Track [17] “Is This What You Wanted”/Leonard Cohen

Jane

I’d been to my fair share of sketchy back door club entrances with Dad, tagging along when he picked up Mad Dog from some meeting with a band, or sitting backstage with Velvet while we watched a musician rehearse for a live album that her dad was recording.

But none of them made me feel like I was about to be shipped out on a boat to Russia in the dead of night. Or maybe I was just nervous to be out with Fen after dark. I wished I’d told someone where I’d gone. Not because I was actually worried about being out with Fen. But if I’d told someone, then I wouldn’t feel guilty.

I could text someone now. Not my dad. Maybe Starla?

“You okay?” Fen asked. “You’re checking your phone.…”

I shoved it in my pocket. “Nope, all good. What’s with all the security cameras? This isn’t a human trafficking ring, right? FYI, I’m worth nothing as a kidnapping victim.”

“Another thing we have in common. My dad would probably pay kidnappers to take me away.” He hit a buzzer on the back gate at the top of the deck’s stairs. “Yo! It’s us, man,” he said into a speaker. “Let us in.”

“Where’s my near-mint?” a low voice replied. “You promised me a rose garden, Fennec.”

“Let us in, and it’s yours.”

“You better hold the dog until we see how Peaches and Herb take to it,” he warned.

Didn’t like the sound of that. Frida stayed tucked under my arm as we entered the gate. I spotted Peaches and Herb—two longhair cats who quickly jumped to higher ground when Frida barked—and their owner, a biracial old hippie who looked a little like the man who ran the Sierra Mono Indian Museum near the giant sequoia tunnel tree where dad and I take our photo every summer.

“Moonbeam Bowland, this is Jane Marlow,” Fen said, walking us into an outdoor living room.

“Heard a lot about you,” the man said, giving me a reserved but kind smile.

A lot? That made me nervous. I glanced at Fen. He glanced at the lake. Frida barked at the cats, who were perched atop a bamboo shelf filled with plants. “Quiet!” I scolded. “It’s ten o’clock at night. You’ll wake the neighbors.”

“No neighbors to wake,” Moonbeam assured me.

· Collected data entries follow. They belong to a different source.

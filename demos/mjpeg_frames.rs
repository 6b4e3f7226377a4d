//! Split an MJPEG capture into JPEG files
//!
//! Run with: cargo run --example mjpeg_frames INPUT OUT_DIR [BOUNDARY]
//!
//! INPUT is a raw `multipart/x-mixed-replace` body, e.g. saved with
//!   curl -s http://camera/mjpeg > capture.mjpeg

use std::path::PathBuf;

use bytes::Bytes;
use camrelay::{DemuxConfig, MjpegReader};
use tokio::sync::mpsc;
use tokio_util::sync::CancellationToken;

#[tokio::main]
async fn main() -> Result<(), Box<dyn std::error::Error>> {
    tracing_subscriber::fmt()
        .with_env_filter(tracing_subscriber::EnvFilter::from_default_env())
        .init();

    let mut args = std::env::args().skip(1);
    let (Some(input), Some(out_dir)) = (args.next(), args.next()) else {
        eprintln!("usage: mjpeg_frames INPUT OUT_DIR [BOUNDARY]");
        std::process::exit(2);
    };
    let mut config = DemuxConfig::default();
    if let Some(boundary) = args.next() {
        config = config.boundary(&boundary);
    }

    let out_dir = PathBuf::from(out_dir);
    tokio::fs::create_dir_all(&out_dir).await?;
    let source = tokio::fs::File::open(&input).await?;

    let (tx, mut rx) = mpsc::channel::<Bytes>(16);
    let writer = tokio::spawn(async move {
        let mut count = 0usize;
        while let Some(frame) = rx.recv().await {
            let path = out_dir.join(format!("frame_{count:06}.jpg"));
            if let Err(e) = tokio::fs::write(&path, &frame).await {
                eprintln!("write {}: {e}", path.display());
                break;
            }
            count += 1;
        }
        count
    });

    let mut reader = MjpegReader::new(config);
    let exit = reader.run(source, tx, CancellationToken::new()).await?;
    let written = writer.await?;

    let stats = reader.stats();
    println!(
        "{exit:?}: wrote {written} frames, dropped={} resyncs={} undecodable={}",
        stats.dropped,
        stats.resyncs,
        reader.decode_failures()
    );
    Ok(())
}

“Welcome to hermit life, Jane,” Fen said, sitting on one of the couches. “Moonbeam is a vegan vampire who watches the lake all night,” he said, gesturing toward a telescope that sat near the deck’s railing, pointed toward the other side of the lake. “So if you need to know if anyone’s dumping bodies, he’s your man.”

“Condor’s been body-free for a decade,” Moonbeam assured me, gesturing for me to have a seat. “All clear since Mrs. Abrams dumped her husband.”

I was pretty sure they were joking, but not totally sure. “Should I ask…?” I sat next to Fen, letting Frida explore around our feet, but keeping her leash wrapped around my wrist.

“Abrams didn’t kill him. She was just cheap,” Fen explained. “No money for the funeral.”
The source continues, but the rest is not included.